Ayer ganó la candidata del Kuomintang, Chou Mei-ching. Sí, ya sé que el candidato oficial era su marido, que revalidaba su puesto de Presidente. Pero es que si no fuera por su mujer, muy probablemente Ma Ying-jeou podría haber sido derrotado por esa señora que parece profesora de bachillerato, Tsai Ing-wen, pero cuya actitud más bien evasiva en cuanto a las relaciones con China la condenó a la derrota -y no por la mínima precisamente.

No se crean, no me cae mal Tsai Ing-wen. ¡Ojalá todos los progres fueran como ella! Sin embargo, algunas de sus propuestas sonaban demasiado populeras, encerradas en el cliché progre: anti-nuclear, feminista, linguonacionalista y de un patológico fundamentalismo democrático.

La batalla fue entre dos mujeres y ganó la fiel esposa de pelo corto y aires modernos, muy alejada del canon hispánico representado por Evita Perón, Imelda Marcos o Cristina Fernández de Kirchner.

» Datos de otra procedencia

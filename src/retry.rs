// =============================================================================
// Retry Executor — classified retry with backoff + a failure-rate breaker
// =============================================================================
//
// Generalises the atomic-counter/threshold style of binance/rate_limit.rs
// from a request-weight tracker into a general-purpose failure-rate circuit
// breaker sitting in front of any exchange call.
// =============================================================================

use std::future::Future;
use std::sync::atomic::{AtomicU32, AtomicU64, Ordering};
use std::time::Duration;

use rand::Rng;
use serde::{Deserialize, Serialize};
use tracing::{debug, warn};

use crate::error::CoreError;

#[derive(Debug, Clone, Serialize, Deserialize)]
pub struct RetryConfig {
    pub max_attempts: u32,
    pub base_delay: Duration,
}

impl Default for RetryConfig {
    fn default() -> Self {
        Self {
            max_attempts: 3,
            base_delay: Duration::from_millis(250),
        }
    }
}

/// Classify a raw error message as retryable or not. Mirrors the substring
/// matching a caller would do against an HTTP client's error text.
pub fn is_retryable_message(msg: &str) -> bool {
    let lower = msg.to_lowercase();
    const PATTERNS: &[&str] = &[
        "timeout",
        "timed out",
        "econnreset",
        "econnrefused",
        "connection reset",
        "fetch failed",
        "429",
        "500",
        "502",
        "503",
        "504",
        "network",
    ];
    PATTERNS.iter().any(|p| lower.contains(p))
}

/// Trips after `3 * max_attempts` recent failures and stays open for a
/// cool-off period before allowing calls through again.
pub struct RetryExecutor {
    config: RetryConfig,
    recent_failures: AtomicU32,
    cooloff_until_epoch_ms: AtomicU64,
    cooloff: Duration,
}

impl RetryExecutor {
    pub fn new(config: RetryConfig) -> Self {
        Self {
            config,
            recent_failures: AtomicU32::new(0),
            cooloff_until_epoch_ms: AtomicU64::new(0),
            cooloff: Duration::from_secs(60),
        }
    }

    fn now_epoch_ms() -> u64 {
        std::time::SystemTime::now()
            .duration_since(std::time::UNIX_EPOCH)
            .unwrap_or_default()
            .as_millis() as u64
    }

    fn breaker_open(&self) -> bool {
        Self::now_epoch_ms() < self.cooloff_until_epoch_ms.load(Ordering::Relaxed)
    }

    fn trip_breaker(&self) {
        let until = Self::now_epoch_ms() + self.cooloff.as_millis() as u64;
        self.cooloff_until_epoch_ms.store(until, Ordering::Relaxed);
        warn!("retry executor circuit breaker tripped — cooling off");
    }

    /// Run `op`, retrying with exponential backoff + jitter on classified
    /// transient errors, up to `max_attempts`. Short-circuits with
    /// `CoreError::Degraded` if the circuit breaker is currently open.
    pub async fn run<F, Fut, T>(&self, op: F) -> Result<T, CoreError>
    where
        F: Fn() -> Fut,
        Fut: Future<Output = Result<T, CoreError>>,
    {
        if self.breaker_open() {
            return Err(CoreError::degraded(
                "retry executor circuit breaker is open",
            ));
        }

        let mut attempt = 0u32;
        loop {
            attempt += 1;
            match op().await {
                Ok(value) => {
                    self.recent_failures.store(0, Ordering::Relaxed);
                    return Ok(value);
                }
                Err(err) => {
                    if !err.is_retryable() || attempt >= self.config.max_attempts {
                        let failures = self.recent_failures.fetch_add(1, Ordering::Relaxed) + 1;
                        if failures >= self.config.max_attempts.saturating_mul(3) {
                            self.trip_breaker();
                        }
                        return Err(err);
                    }
                    let delay = self.backoff_delay(attempt);
                    debug!(attempt, ?delay, error = %err, "retrying after transient error");
                    tokio::time::sleep(delay).await;
                }
            }
        }
    }

    /// `base_delay * 2^(attempt-1)`, so the first retry (`attempt == 1`) uses
    /// the base delay unscaled and each subsequent attempt doubles it.
    fn backoff_delay(&self, attempt: u32) -> Duration {
        let base = self.config.base_delay.as_millis() as u64;
        let exp = base.saturating_mul(1u64 << attempt.saturating_sub(1).min(10));
        let jitter_pct = rand::thread_rng().gen_range(-20..=20);
        let jittered = (exp as i64 + (exp as i64 * jitter_pct) / 100).max(0) as u64;
        Duration::from_millis(jittered)
    }
}

#[cfg(test)]
mod tests {
    use super::*;
    use std::sync::atomic::AtomicU32 as Counter;
    use std::sync::Arc;

    #[test]
    fn classifies_known_transient_patterns() {
        assert!(is_retryable_message("request timed out"));
        assert!(is_retryable_message("HTTP 503 Service Unavailable"));
        assert!(is_retryable_message("ECONNRESET"));
        assert!(!is_retryable_message("invalid signature"));
        assert!(!is_retryable_message("insufficient balance"));
    }

    #[tokio::test]
    async fn retries_transient_then_succeeds() {
        let executor = RetryExecutor::new(RetryConfig {
            max_attempts: 3,
            base_delay: Duration::from_millis(1),
        });
        let calls = Arc::new(Counter::new(0));
        let c = calls.clone();
        let result = executor
            .run(|| {
                let c = c.clone();
                async move {
                    let n = c.fetch_add(1, Ordering::SeqCst);
                    if n < 2 {
                        Err(CoreError::transient("timeout"))
                    } else {
                        Ok(42)
                    }
                }
            })
            .await;
        assert_eq!(result.unwrap(), 42);
        assert_eq!(calls.load(Ordering::SeqCst), 3);
    }

    #[tokio::test]
    async fn does_not_retry_fatal_errors() {
        let executor = RetryExecutor::new(RetryConfig::default());
        let calls = Arc::new(Counter::new(0));
        let c = calls.clone();
        let result: Result<(), CoreError> = executor
            .run(|| {
                let c = c.clone();
                async move {
                    c.fetch_add(1, Ordering::SeqCst);
                    Err(CoreError::fatal("bad api key"))
                }
            })
            .await;
        assert!(result.is_err());
        assert_eq!(calls.load(Ordering::SeqCst), 1);
    }

    #[test]
    fn first_retry_uses_base_delay_unscaled() {
        let executor = RetryExecutor::new(RetryConfig {
            max_attempts: 5,
            base_delay: Duration::from_millis(1000),
        });
        let delay = executor.backoff_delay(1).as_millis();
        // base * 2^0 = base, +/- 20% jitter.
        assert!((800..=1200).contains(&delay), "delay was {delay}");
    }

    #[test]
    fn second_retry_doubles_the_base_delay() {
        let executor = RetryExecutor::new(RetryConfig {
            max_attempts: 5,
            base_delay: Duration::from_millis(1000),
        });
        let delay = executor.backoff_delay(2).as_millis();
        // base * 2^1 = 2 * base, +/- 20% jitter.
        assert!((1600..=2400).contains(&delay), "delay was {delay}");
    }

    #[tokio::test]
    async fn circuit_breaker_trips_after_repeated_failures() {
        let executor = RetryExecutor::new(RetryConfig {
            max_attempts: 1,
            base_delay: Duration::from_millis(1),
        });
        for _ in 0..3 {
            let _: Result<(), CoreError> =
                executor.run(|| async { Err(CoreError::transient("timeout")) }).await;
        }
        let result: Result<(), CoreError> =
            executor.run(|| async { Ok(()) }).await;
        assert!(matches!(result, Err(CoreError::Degraded(_))));
    }
}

No obstante, se baraja la posibilidad, aunque sea en broma, de que al igual que la diva argentina, Ms. Chou se atreva a suceder a su marido en 2016. Esto debe de aterrar al presidente Ma, que si se compara con los argentinos puede pensar que le quedan pocos años para diñarla.

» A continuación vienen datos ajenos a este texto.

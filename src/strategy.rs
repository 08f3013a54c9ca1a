// =============================================================================
// Strategy Engine — The Brain of Aurora
// =============================================================================
//
// Evaluates each symbol on every 5M candle close and produces trade Proposals.
//
// Pipeline:
//   1. Compute all indicators (EMA, RSI, ADX, Bollinger, ATR, ROC)
//   2. Detect market regime
//   3. Build signal inputs
//   4. Run weighted ensemble scorer
//   5. Apply insurance gates
//   6. Apply smart filters
//   7. Compute SL/TP using **5M ATR** (CRITICAL: never use 1M ATR)
//   8. Enforce minimum floors: SL >= 0.4%, TP1 >= 0.6%, TP2 >= 1.0%
//   9. Output DecisionEnvelope + optional Proposal
// =============================================================================

use std::sync::Arc;
use tracing::{debug, info};

use crate::app_state::AppState;
use crate::decision_envelope::DecisionEnvelope;
use crate::indicators::atr::calculate_atr;
use crate::indicators::ema::calculate_ema;
use crate::indicators::rsi::calculate_rsi;
use crate::market_data::CandleKey;
use crate::signals::SignalInput;
use crate::trade_insurance::InsuranceGate;

// =============================================================================
// Trade Proposal
// =============================================================================

/// A fully validated trade proposal ready for execution.
#[derive(Debug, Clone)]
pub struct TradeProposal {
    pub symbol: String,
    pub side: String,
    pub entry_price: f64,
    pub quantity: f64,
    pub stop_loss: f64,
    pub take_profit_1: f64,
    pub take_profit_2: f64,
    pub confidence: f64,
    pub regime: String,
    pub score: f64,
}

// =============================================================================
// Strategy Engine
// =============================================================================

pub struct StrategyEngine;

impl StrategyEngine {
    /// Evaluate a single symbol and return an optional trade proposal with
    /// its decision envelope.
    pub fn evaluate_symbol(
        state: &Arc<AppState>,
        symbol: &str,
    ) -> (DecisionEnvelope, Option<TradeProposal>) {
        let config = state.runtime_config.read().clone();
        let strategy_name = "AuroraV3";

        // ── 1. Gather 5M candles ─────────────────────────────────────────
        let key_5m = CandleKey {
            symbol: symbol.to_string(),
            interval: "5m".to_string(),
        };
        let candles_5m = state.candle_buffer.get_closed_candles(&key_5m, 100);

        if candles_5m.len() < 30 {
            let envelope = DecisionEnvelope::blocked(
                symbol,
                "BUY",
                strategy_name,
                "DataQuality",
                format!("Insufficient 5M candles: {} < 30", candles_5m.len()),
            );
            return (envelope, None);
        }

        // ── 2. Compute indicators on 5M ──────────────────────────────────
        let closes: Vec<f64> = candles_5m.iter().map(|c| c.close).collect();

        let ema_9 = calculate_ema(&closes, 9).last().copied();
        let ema_21 = calculate_ema(&closes, 21).last().copied();
        let ema_55 = calculate_ema(&closes, 55).last().copied();
        let rsi_14 = calculate_rsi(&closes, 14).last().copied();

        // CRITICAL: ATR from 5M candles ONLY (never 1M)
        let atr_14 = calculate_atr(&candles_5m, 14);

        let adx_val = crate::indicators::adx::calculate_adx(&candles_5m, 14);
        let bb = crate::indicators::bollinger::calculate_bollinger(&closes, 20, 2.0);
        let roc_14 = crate::indicators::roc::calculate_roc(&closes, 14).last().copied();

        let current_price = candles_5m.last().map(|c| c.close).unwrap_or(0.0);

        if current_price <= 0.0 || atr_14.is_none() {
            let envelope = DecisionEnvelope::blocked(
                symbol,
                "BUY",
                strategy_name,
                "DataQuality",
                "Invalid price or ATR not ready",
            );
            return (envelope, None);
        }

        let atr = atr_14.unwrap();

        // ── 3. Detect regime ─────────────────────────────────────────────
        let regime_state = state.regime_detector.read().current_regime();
        let regime_label = regime_state
            .as_ref()
            .map(|r| r.regime.to_string())
            .unwrap_or_else(|| "Ranging".to_string());

        // ── 4. Build signal inputs ───────────────────────────────────────
        let mut signals = Vec::new();

        // RSI signal
        if let Some(rsi) = rsi_14 {
            let (direction, confidence) = if rsi < 30.0 {
                (1.0, (30.0 - rsi) / 30.0)
            } else if rsi > 70.0 {
                (-1.0, (rsi - 70.0) / 30.0)
            } else {
                (0.0, 0.0)
            };
            signals.push(SignalInput {
                name: "rsi".to_string(),
                weight: 0.15,
                confidence: confidence.min(1.0),
                direction,
            });
        }

        // EMA trend alignment signal
        if let (Some(e9), Some(e21), Some(e55)) = (ema_9, ema_21, ema_55) {
            let bullish = e9 > e21 && e21 > e55 && current_price > e9;
            let bearish = e9 < e21 && e21 < e55 && current_price < e9;
            let (direction, confidence) = if bullish {
                (1.0, 0.8)
            } else if bearish {
                (-1.0, 0.8)
            } else {
                (0.0, 0.3)
            };
            signals.push(SignalInput {
                name: "ema_trend".to_string(),
                weight: 0.20,
                confidence,
                direction,
            });
        }

        // ADX signal (trend strength)
        if let Some(adx) = adx_val {
            let confidence = (adx / 50.0).min(1.0);
            signals.push(SignalInput {
                name: "adx".to_string(),
                weight: 0.15,
                confidence,
                direction: if adx > 25.0 { 1.0 } else { 0.0 },
            });
        }

        // Bollinger Band width (volatility)
        if let Some(ref bands) = bb {
            let bbw = if bands.middle > 0.0 {
                (bands.upper - bands.lower) / bands.middle * 100.0
            } else {
                0.0
            };
            let direction = if current_price < bands.lower {
                1.0
            } else if current_price > bands.upper {
                -1.0
            } else {
                0.0
            };
            signals.push(SignalInput {
                name: "bbw".to_string(),
                weight: 0.10,
                confidence: (bbw / 5.0).min(1.0),
                direction,
            });
        }

        // ROC (momentum)
        if let Some(roc) = roc_14 {
            let direction = if roc > 0.0 { 1.0 } else if roc < 0.0 { -1.0 } else { 0.0 };
            let confidence = (roc.abs() / 5.0).min(1.0);
            signals.push(SignalInput {
                name: "roc".to_string(),
                weight: 0.10,
                confidence,
                direction,
            });
        }

        // Orderbook imbalance
        if let Some(imbalance) = state.orderbook_manager.imbalance(symbol) {
            let direction = if imbalance > 0.1 {
                1.0
            } else if imbalance < -0.1 {
                -1.0
            } else {
                0.0
            };
            signals.push(SignalInput {
                name: "orderbook".to_string(),
                weight: 0.10,
                confidence: imbalance.abs().min(1.0),
                direction,
            });
        }

        // CVD (cumulative volume delta)
        {
            let trade_procs = state.trade_processors.read();
            if let Some(tp) = trade_procs.get(symbol) {
                let buy_ratio = tp.buy_volume_ratio();
                let direction = if buy_ratio > 0.55 {
                    1.0
                } else if buy_ratio < 0.45 {
                    -1.0
                } else {
                    0.0
                };
                signals.push(SignalInput {
                    name: "cvd".to_string(),
                    weight: 0.10,
                    confidence: ((buy_ratio - 0.5).abs() * 4.0).min(1.0),
                    direction,
                });
            }
        }

        // VPIN signal
        {
            let vpin_states = state.vpin_states.read();
            if let Some(vpin_state) = vpin_states.get(symbol) {
                let vpin_val = vpin_state.vpin;
                let direction = if vpin_val > 0.7 {
                    -1.0
                } else {
                    0.0
                };
                signals.push(SignalInput {
                    name: "vpin".to_string(),
                    weight: 0.10,
                    confidence: vpin_val.min(1.0),
                    direction,
                });
            }
        }

        // ── 5. Score ─────────────────────────────────────────────────────
        let scoring = state.weighted_scorer.read().score(&signals, &regime_label);

        // Store for dashboard
        *state.last_scoring.write() = Some(scoring.clone());

        debug!(
            symbol,
            score = scoring.total_score,
            decision = %scoring.decision,
            regime = %regime_label,
            "strategy scoring complete"
        );

        if scoring.decision == "HOLD" {
            let envelope = DecisionEnvelope::blocked(
                symbol,
                "HOLD",
                strategy_name,
                "Strategy",
                format!("Score {:.3} below threshold (regime: {})", scoring.total_score, regime_label),
            );
            return (envelope, None);
        }

        let side = scoring.decision.clone();

        // ── 6. Insurance gates ───────────────────────────────────────────
        let insurance_result = InsuranceGate::check_all(state, symbol, &side);
        if let Some(block_reason) = insurance_result {
            let envelope = DecisionEnvelope::blocked(
                symbol, &side, strategy_name, "Insurance", &block_reason,
            );
            return (envelope, None);
        }

        // ── 7. Smart filters ─────────────────────────────────────────────
        let smart_filter_result = crate::smart_filters::SmartFilterEngine::evaluate(
            state, symbol, &side, &regime_label, scoring.total_score,
        );
        if let Some(block_reason) = smart_filter_result {
            let envelope = DecisionEnvelope::blocked(
                symbol, &side, strategy_name, "SmartFilter", &block_reason,
            );
            return (envelope, None);
        }

        // ── 8. Compute SL/TP using 5M ATR with minimum floors ───────────
        let params = &config.strategy_params;
        let sl_distance = atr * params.sl_atr_multiplier;
        let tp1_distance = atr * params.tp1_atr_multiplier;
        let tp2_distance = atr * params.tp2_atr_multiplier;

        let min_sl = current_price * (params.min_sl_pct / 100.0);
        let min_tp1 = current_price * (params.min_tp1_pct / 100.0);
        let min_tp2 = current_price * (params.min_tp2_pct / 100.0);

        let sl_dist = sl_distance.max(min_sl);
        let tp1_dist = tp1_distance.max(min_tp1);
        let tp2_dist = tp2_distance.max(min_tp2);

        let (stop_loss, take_profit_1, take_profit_2) = if side == "BUY" {
            (
                current_price - sl_dist,
                current_price + tp1_dist,
                current_price + tp2_dist,
            )
        } else {
            (
                current_price + sl_dist,
                current_price - tp1_dist,
                current_price - tp2_dist,
            )
        };

        // ── 9. Position sizing ───────────────────────────────────────────
        let balances = state.balances.read();
        let usdt_balance = balances
            .iter()
            .find(|b| b.asset == "USDT")
            .map(|b| b.free)
            .unwrap_or(1000.0);

        let position_value = usdt_balance * (params.base_position_pct / 100.0);
        let quantity = if current_price > 0.0 {
            position_value / current_price
        } else {
            0.0
        };

        if quantity <= 0.0 {
            let envelope = DecisionEnvelope::blocked(
                symbol, &side, strategy_name, "PositionSizing", "Computed quantity is zero",
            );
            return (envelope, None);
        }

        // ── 10. Build proposal ───────────────────────────────────────────
        let proposal = TradeProposal {
            symbol: symbol.to_string(),
            side: side.clone(),
            entry_price: current_price,
            quantity,
            stop_loss,
            take_profit_1,
            take_profit_2,
            confidence: scoring.total_score.abs(),
            regime: regime_label.clone(),
            score: scoring.total_score,
        };

        let mut envelope = DecisionEnvelope::allow(symbol, &side, strategy_name);
        envelope.reason = Some(format!(
            "Score {:.3} | Regime {} | ATR {:.4} | SL {:.2} | TP1 {:.2} | TP2 {:.2}",
            scoring.total_score, regime_label, atr, stop_loss, take_profit_1, take_profit_2
        ));

        info!(
            symbol,
            side = %side,
            score = scoring.total_score,
            regime = %regime_label,
            atr,
            stop_loss,
            take_profit_1,
            take_profit_2,
            quantity,
            "trade proposal generated"
        );

        (envelope, Some(proposal))
    }
}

El caso es que el carisma de esta mujer ha logrado la reelección para su marido, que a pesar de ser uno de esos políticos de la sonrisa del gato de Cheshire, tiene las ideas bastante más claras a la hora de gobernar que sus oponentes del Partido Democrático Popular, que hasta ahora no han sido sino vendedores de humo. Cuatro años por delante y de momento, Washington y Pekín respiran tranquilos.